Photoromans à Liévin

Dans le cadre du 6ème "Marché aux Livres", présentation de "Photoromans" à la galerie Arc-en-Ciel, Place Gambetta à Liévin. L'exposition sera visible du 7 au 17 janvier 2009 (renseignements : 0321448510).
Le Samedi 17 janvier, pendant le "Marché du Livre", Patrick Devresse & moi, présenterons à 3 reprises la performance lecture-vidéo associée à l'exposition, à 11h, 15h & 17h (entrée gratuite).
Nous signerons aussi notre ouvrage "Photoromans" publié aux éditions Michel Husson (distribution Pollen).
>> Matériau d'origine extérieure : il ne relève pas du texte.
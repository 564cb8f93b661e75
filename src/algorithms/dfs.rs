use rustc_hash::FxHashSet;

use crate::algorithms::common::{SearchAlgorithm, SearchContext, Termination};
use crate::grid::Position;
use crate::node::{NodeArena, NodeId};

/// Depth-first search with a LIFO frontier.
///
/// Cells are settled when popped, not when pushed: a cell can sit on the
/// stack several times and the first copy popped wins. The path found is
/// whatever branch reached the target first, not a shortest one.
#[derive(Debug, Default)]
pub struct DepthFirst;

impl DepthFirst {
    pub fn new() -> Self {
        DepthFirst
    }
}

impl SearchAlgorithm for DepthFirst {
    fn search(
        &mut self,
        ctx: &mut SearchContext<'_>,
        start: Position,
        target: Position,
    ) -> Termination {
        let mut arena = NodeArena::new();
        let mut stack: Vec<NodeId> = vec![arena.root(start)];
        let mut frontier: FxHashSet<Position> = FxHashSet::default();
        let mut explored: FxHashSet<Position> = FxHashSet::default();
        frontier.insert(start);

        loop {
            if ctx.is_cancelled() {
                return Termination::Cancelled;
            }
            let Some(id) = stack.pop() else {
                return Termination::Exhausted;
            };
            let current = arena.position(id);
            if explored.contains(&current) {
                continue;
            }
            frontier.remove(&current);
            if ctx.is_blocked(current) {
                continue;
            }

            explored.insert(current);
            ctx.expand(current, &frontier, &explored);

            if current == target {
                return Termination::Found(arena.path_to(id));
            }

            for next in ctx.neighbors(current) {
                if !explored.contains(&next) {
                    stack.push(arena.child(id, next));
                    frontier.insert(next);
                }
            }
        }
    }
}
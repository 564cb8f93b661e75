pub mod bfs;
pub mod bidirectional;
pub mod common;
pub mod dfs;
pub mod dls;
pub mod iddfs;
pub mod ucs;

use serde::Serialize;
use std::fmt;
use std::str::FromStr;

use crate::controller::SearchSettings;
use crate::error::ConfigError;

pub use bfs::BreadthFirst;
pub use bidirectional::Bidirectional;
pub use common::{SearchAlgorithm, SearchContext, Termination};
pub use dfs::DepthFirst;
pub use dls::DepthLimited;
pub use iddfs::IterativeDeepening;
pub use ucs::UniformCost;

/// The six uninformed strategies, chosen once per search.
#[derive(Debug, Clone, Copy, PartialEq, Eq, Hash, Default, Serialize)]
#[serde(rename_all = "lowercase")]
pub enum Algorithm {
    #[default]
    Bfs,
    Dfs,
    Ucs,
    Dls,
    Iddfs,
    Bidirectional,
}

impl Algorithm {
    pub const ALL: [Algorithm; 6] = [
        Algorithm::Bfs,
        Algorithm::Dfs,
        Algorithm::Ucs,
        Algorithm::Dls,
        Algorithm::Iddfs,
        Algorithm::Bidirectional,
    ];

    pub fn as_str(&self) -> &'static str {
        match self {
            Algorithm::Bfs => "bfs",
            Algorithm::Dfs => "dfs",
            Algorithm::Ucs => "ucs",
            Algorithm::Dls => "dls",
            Algorithm::Iddfs => "iddfs",
            Algorithm::Bidirectional => "bidirectional",
        }
    }

    /// Instantiates the engine with the bounds from `settings`.
    pub fn build(&self, settings: &SearchSettings) -> Box<dyn SearchAlgorithm> {
        match self {
            Algorithm::Bfs => Box::new(BreadthFirst::new()),
            Algorithm::Dfs => Box::new(DepthFirst::new()),
            Algorithm::Ucs => Box::new(UniformCost::new()),
            Algorithm::Dls => Box::new(DepthLimited::new(settings.depth_limit)),
            Algorithm::Iddfs => Box::new(IterativeDeepening::new(settings.max_depth)),
            Algorithm::Bidirectional => Box::new(Bidirectional::new()),
        }
    }
}

impl fmt::Display for Algorithm {
    fn fmt(&self, f: &mut fmt::Formatter<'_>) -> fmt::Result {
        let label = match self {
            Algorithm::Bfs => "BFS",
            Algorithm::Dfs => "DFS",
            Algorithm::Ucs => "UCS",
            Algorithm::Dls => "DLS",
            Algorithm::Iddfs => "IDDFS",
            Algorithm::Bidirectional => "Bidirectional",
        };
        f.write_str(label)
    }
}

impl FromStr for Algorithm {
    type Err = ConfigError;

    fn from_str(s: &str) -> Result<Self, Self::Err> {
        let name = s.to_ascii_lowercase();
        Algorithm::ALL
            .into_iter()
            .find(|algorithm| algorithm.as_str() == name)
            .ok_or_else(|| ConfigError::UnknownAlgorithm(s.to_string()))
    }
}

#[cfg(test)]
mod tests {
    use super::*;

    #[test]
    fn parses_names_case_insensitively() {
        assert_eq!("BFS".parse::<Algorithm>().unwrap(), Algorithm::Bfs);
        assert_eq!("iddfs".parse::<Algorithm>().unwrap(), Algorithm::Iddfs);
        assert_eq!(
            "Bidirectional".parse::<Algorithm>().unwrap(),
            Algorithm::Bidirectional
        );
        assert_eq!(
            "a_star".parse::<Algorithm>().unwrap_err(),
            ConfigError::UnknownAlgorithm("a_star".to_string())
        );
    }

    #[test]
    fn names_round_trip() {
        for algorithm in Algorithm::ALL {
            assert_eq!(algorithm.as_str().parse::<Algorithm>().unwrap(), algorithm);
        }
    }

    #[test]
    fn display_uses_short_labels() {
        assert_eq!(Algorithm::Ucs.to_string(), "UCS");
        assert_eq!(Algorithm::Bidirectional.to_string(), "Bidirectional");
    }

    #[test]
    fn serializes_lowercase() {
        assert_eq!(
            serde_json::to_string(&Algorithm::Iddfs).unwrap(),
            r#""iddfs""#
        );
    }
}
Pour ma part, je signerai également "Mort d'un jardinier", de nouveau disponible dans toutes les librairies.
Ci-dessous, une image (Devresse) & un texte (Suel) inédits des "Photoromans" :

Les jockeys jumeaux Ben et Hur ont abusé des produits dopants illicites.
Distorsion de la réalité, hallucinations horribles : déplacement de la queue de cheval,
dérèglement dans l'usage et le nombre des pattes, disparition des roues,
transformation du sulky en selle... Totalement inédit depuis l'époque des Centaures !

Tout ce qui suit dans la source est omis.